The survey also confirmed clinical scenarios of treatment choices based on wearable data. Clinicians are more likely to make different and more targeted treatment choices when they have access to objective data compared to relying on patient self-reports alone. There was a reassuring level of consensus among clinicians regarding the range of “First Line”, “Second Line”, and “Not Appropriate” treatment choices based on the data.

• Data collection: Pulling sleep data from the Oura API into a secure MIT server (currently through the MIT dropbox account). This data is collected from patients wearing the Oura ring (at the moment, tests are done on fellows' data, NOT real patients). Python code is used to pull/ sort wearable data.

• Dashboard design: The useful metrics agreed to by the SME are displayed in a preliminary dashboard design. This design will be further refined based on feedback from clinicians and patients. The dashboard will be designed to be user-friendly and intuitive, providing a clear overview of the patient’s sleep patterns and any anomalies detected.

• Patient-provider collaboration: The analyzed data is shared with both the patient and the provider. This information serves as a basis for discussions about the patient’s sleep issues and potential treatment options. By involving the patient in the decision-making process, we aim to foster a collaborative approach to treatment that empowers the patient to take an active role in managing their sleep disturbances.

• Guiding treatment decisions: Based on the objective data, providers can make more informed decisions about treatment strategies. This may include adjustments to existing treatments or the introduction of new interventions specifically targeted at improving sleep quality.

• Monitoring and adjustments: The wearable continues to collect data throughout the treatment process. This ongoing monitoring allows for real-time adjustments to the treatment plan, ensuring that it remains effective over time.

Currently, we are collaborating with different entities, including the VA Office of Connected Care “Patient Generated Health Data” Team, the Oura Corporation’s Government/Military Division, and the US Air Force Research Lab Human Performance Division and Special Operations Command Human Performance Divisions. We are also in contact with the VA Tech Transfer office for funding applications.

My role in this project revolved around ideation and the technical implementation: building a pipeline to get input data from Oura API, cleaning, processing and building a prototype dashboard together with Kike. I’m extremely excited about the process of creating a tool from scratch, and one that can improve the lives of so many people!

** March 2024 follow-up on the project **

• The VA Office of Connected Care received very well this project, and there is interest in incorporating it on their already existing set of PowerBI dashboards. Co-creation of the dashboard for implementation in Proof of Concept Study is to be done in the next months.

• There is a longer term goal of liaising with Dr. Mikhail Kuprian at VA OCC and Dr. Laura Lewis at MIT on use of a large data set for ML/AI purposes, to study the relationship between medication changes and sleep data.
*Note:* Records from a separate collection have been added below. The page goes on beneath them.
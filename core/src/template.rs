use std::collections::HashMap;

use crate::error::EngineError;

/// Renders `{{dotted.path}}` placeholders against a flat variable map.
///
/// This is deliberately not a templating language: no conditionals, no
/// loops, no code execution. A placeholder that isn't present in `vars`
/// is a validation error rather than a silently empty substitution, so a
/// typo'd variable name in a trigger action or oracle source config fails
/// fast instead of shipping a broken URL or body.
pub fn render(template: &str, vars: &HashMap<String, String>) -> Result<String, EngineError> {
    let mut out = String::with_capacity(template.len());
    let mut rest = template;

    while let Some(start) = rest.find("{{") {
        out.push_str(&rest[..start]);
        let after_open = &rest[start + 2..];
        let end = after_open.find("}}").ok_or_else(|| {
            EngineError::Validation(format!("unterminated template placeholder in `{template}`"))
        })?;
        let key = after_open[..end].trim();
        let value = vars.get(key).ok_or_else(|| {
            EngineError::Validation(format!("unresolved template variable `{key}`"))
        })?;
        out.push_str(value);
        rest = &after_open[end + 2..];
    }
    out.push_str(rest);
    Ok(out)
}

#[cfg(test)]
mod tests {
    use super::*;

    fn vars(pairs: &[(&str, &str)]) -> HashMap<String, String> {
        pairs.iter().map(|(k, v)| (k.to_string(), v.to_string())).collect()
    }

    #[test]
    fn substitutes_known_variables() {
        let rendered = render(
            "https://api.example.com/price/{{symbol}}",
            &vars(&[("symbol", "NEO")]),
        )
        .unwrap();
        assert_eq!(rendered, "https://api.example.com/price/NEO");
    }

    #[test]
    fn rejects_unresolved_variable() {
        let err = render("{{missing}}", &vars(&[])).unwrap_err();
        assert!(matches!(err, EngineError::Validation(_)));
    }

    #[test]
    fn rejects_unterminated_placeholder() {
        let err = render("{{oops", &vars(&[])).unwrap_err();
        assert!(matches!(err, EngineError::Validation(_)));
    }

    #[test]
    fn passes_through_plain_text() {
        let rendered = render("no placeholders here", &vars(&[])).unwrap();
        assert_eq!(rendered, "no placeholders here");
    }
}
• As for the medical implementation, a partnership with the VA Office of Connected Care “Patient Generated Health Data” Team has been established. IRB approved for a small in vivo trial (N=20). The goals of this “in vivo feasibility study” are 1) demonstrating the usability of devices in a clinical setting, 2) assessing the impact of patients having access to their own data on patient/provider interaction, and 3) addressing “system glitches” prior to a wider-scale Proof of Concept study.

• My contribution to this project is currently on hold, as the data analytics and modelling part is not needed at this stage. However, I am excited about the project’s potential and, as a Catalyst fellow, I look forward to possibly rejoining at a later stage where my skills and experience can add significant value.